*** DATA FOR THIS EXERCISE ***

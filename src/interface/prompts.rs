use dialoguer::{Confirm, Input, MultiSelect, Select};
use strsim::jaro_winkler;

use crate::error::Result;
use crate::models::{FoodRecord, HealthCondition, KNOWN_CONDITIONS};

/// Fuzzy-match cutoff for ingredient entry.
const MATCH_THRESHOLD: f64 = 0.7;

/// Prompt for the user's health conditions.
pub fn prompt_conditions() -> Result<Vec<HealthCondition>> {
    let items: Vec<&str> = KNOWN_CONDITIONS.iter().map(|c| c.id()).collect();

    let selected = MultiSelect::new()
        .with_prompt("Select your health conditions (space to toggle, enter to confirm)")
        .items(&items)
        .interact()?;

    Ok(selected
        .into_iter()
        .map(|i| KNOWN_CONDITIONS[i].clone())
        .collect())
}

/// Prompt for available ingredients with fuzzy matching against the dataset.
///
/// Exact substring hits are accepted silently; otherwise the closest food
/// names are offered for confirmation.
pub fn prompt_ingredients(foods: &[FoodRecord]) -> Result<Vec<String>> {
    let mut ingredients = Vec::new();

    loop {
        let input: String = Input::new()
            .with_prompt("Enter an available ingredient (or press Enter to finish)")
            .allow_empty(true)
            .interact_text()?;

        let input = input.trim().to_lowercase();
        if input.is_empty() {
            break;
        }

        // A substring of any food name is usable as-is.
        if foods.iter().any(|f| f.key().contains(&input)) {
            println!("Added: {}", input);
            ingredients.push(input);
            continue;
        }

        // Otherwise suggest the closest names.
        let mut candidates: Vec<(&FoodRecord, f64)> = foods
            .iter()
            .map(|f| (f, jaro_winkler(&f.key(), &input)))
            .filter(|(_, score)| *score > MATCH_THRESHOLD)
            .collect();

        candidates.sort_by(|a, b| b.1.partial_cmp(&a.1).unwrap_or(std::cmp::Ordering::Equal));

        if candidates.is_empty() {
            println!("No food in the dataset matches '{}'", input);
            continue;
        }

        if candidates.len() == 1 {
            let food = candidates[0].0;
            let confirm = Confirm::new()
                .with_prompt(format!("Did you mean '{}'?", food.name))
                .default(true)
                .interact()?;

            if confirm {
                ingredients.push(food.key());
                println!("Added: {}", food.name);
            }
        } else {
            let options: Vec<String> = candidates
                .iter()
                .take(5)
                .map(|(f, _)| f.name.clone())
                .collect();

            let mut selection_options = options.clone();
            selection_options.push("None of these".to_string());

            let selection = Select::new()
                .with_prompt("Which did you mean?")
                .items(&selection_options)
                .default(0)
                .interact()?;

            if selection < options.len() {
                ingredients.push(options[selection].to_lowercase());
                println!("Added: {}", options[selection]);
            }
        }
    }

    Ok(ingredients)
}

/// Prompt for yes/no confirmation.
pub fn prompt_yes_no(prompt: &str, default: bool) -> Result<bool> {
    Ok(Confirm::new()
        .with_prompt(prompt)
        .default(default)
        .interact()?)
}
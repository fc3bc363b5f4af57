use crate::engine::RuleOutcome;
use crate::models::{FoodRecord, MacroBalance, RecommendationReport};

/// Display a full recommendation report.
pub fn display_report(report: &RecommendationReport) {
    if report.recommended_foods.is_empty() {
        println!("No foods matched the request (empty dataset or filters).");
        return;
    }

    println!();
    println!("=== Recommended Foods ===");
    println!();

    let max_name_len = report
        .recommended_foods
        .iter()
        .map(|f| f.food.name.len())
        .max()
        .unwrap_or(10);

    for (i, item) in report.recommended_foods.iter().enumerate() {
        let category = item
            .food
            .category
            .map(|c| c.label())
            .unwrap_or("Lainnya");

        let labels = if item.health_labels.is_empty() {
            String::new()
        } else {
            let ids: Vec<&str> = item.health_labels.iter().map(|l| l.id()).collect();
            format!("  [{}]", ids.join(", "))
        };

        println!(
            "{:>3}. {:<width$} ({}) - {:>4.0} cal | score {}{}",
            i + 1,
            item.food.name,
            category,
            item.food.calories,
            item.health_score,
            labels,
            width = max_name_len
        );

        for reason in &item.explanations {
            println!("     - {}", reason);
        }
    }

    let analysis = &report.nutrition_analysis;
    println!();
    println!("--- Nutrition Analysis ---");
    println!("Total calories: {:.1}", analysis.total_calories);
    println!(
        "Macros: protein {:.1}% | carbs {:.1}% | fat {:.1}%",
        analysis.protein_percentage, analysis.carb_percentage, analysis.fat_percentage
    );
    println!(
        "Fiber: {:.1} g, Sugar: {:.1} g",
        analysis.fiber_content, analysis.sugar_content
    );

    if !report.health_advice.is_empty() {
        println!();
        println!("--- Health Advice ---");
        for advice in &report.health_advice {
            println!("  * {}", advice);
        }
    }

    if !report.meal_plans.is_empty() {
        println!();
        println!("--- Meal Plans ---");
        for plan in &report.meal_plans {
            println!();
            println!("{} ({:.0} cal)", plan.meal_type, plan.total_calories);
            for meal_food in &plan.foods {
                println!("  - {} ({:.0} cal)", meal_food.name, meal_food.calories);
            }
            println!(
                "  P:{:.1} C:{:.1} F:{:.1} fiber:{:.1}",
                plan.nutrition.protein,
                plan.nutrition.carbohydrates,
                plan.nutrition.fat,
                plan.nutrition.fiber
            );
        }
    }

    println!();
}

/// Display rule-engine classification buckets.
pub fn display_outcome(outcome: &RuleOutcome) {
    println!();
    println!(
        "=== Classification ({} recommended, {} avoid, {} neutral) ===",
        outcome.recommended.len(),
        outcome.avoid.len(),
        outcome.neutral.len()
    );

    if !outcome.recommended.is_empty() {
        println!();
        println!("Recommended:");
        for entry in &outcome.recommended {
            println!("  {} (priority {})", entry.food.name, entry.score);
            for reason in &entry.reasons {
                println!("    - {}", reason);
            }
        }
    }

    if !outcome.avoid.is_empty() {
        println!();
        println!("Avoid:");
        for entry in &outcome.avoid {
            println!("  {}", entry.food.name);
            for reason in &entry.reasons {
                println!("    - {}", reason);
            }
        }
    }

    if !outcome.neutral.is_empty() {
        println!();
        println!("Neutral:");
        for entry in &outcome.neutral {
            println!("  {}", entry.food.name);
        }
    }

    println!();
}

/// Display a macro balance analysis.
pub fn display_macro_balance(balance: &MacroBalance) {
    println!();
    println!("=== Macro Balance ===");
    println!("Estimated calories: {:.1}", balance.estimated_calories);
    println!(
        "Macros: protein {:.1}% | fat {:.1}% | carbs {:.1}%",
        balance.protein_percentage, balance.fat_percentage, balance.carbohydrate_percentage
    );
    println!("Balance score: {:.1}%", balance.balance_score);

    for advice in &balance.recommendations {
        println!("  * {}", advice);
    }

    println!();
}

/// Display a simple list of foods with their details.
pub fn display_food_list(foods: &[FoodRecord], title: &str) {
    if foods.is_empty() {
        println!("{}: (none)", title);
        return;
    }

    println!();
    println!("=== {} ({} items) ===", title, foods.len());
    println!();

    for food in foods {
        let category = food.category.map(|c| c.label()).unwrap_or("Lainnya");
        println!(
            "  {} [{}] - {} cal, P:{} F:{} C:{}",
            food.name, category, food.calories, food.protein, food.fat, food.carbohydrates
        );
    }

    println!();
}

*** End of DATA FOR THIS EXERCISE ***

TASK => Above are the records; repeat exactly the lines from the one holding "let mut ingredients = Vec::new();" down to the one holding "let mut candidates: Vec<(&FoodRecord, f64)>", end lines included.

EXPECTED OUTPUT =>
    let mut ingredients = Vec::new();

    loop {
        let input: String = Input::new()
            .with_prompt("Enter an available ingredient (or press Enter to finish)")
            .allow_empty(true)
            .interact_text()?;

        let input = input.trim().to_lowercase();
        if input.is_empty() {
            break;
        }

        // A substring of any food name is usable as-is.
        if foods.iter().any(|f| f.key().contains(&input)) {
            println!("Added: {}", input);
            ingredients.push(input);
            continue;
        }

        // Otherwise suggest the closest names.
        let mut candidates: Vec<(&FoodRecord, f64)> = foods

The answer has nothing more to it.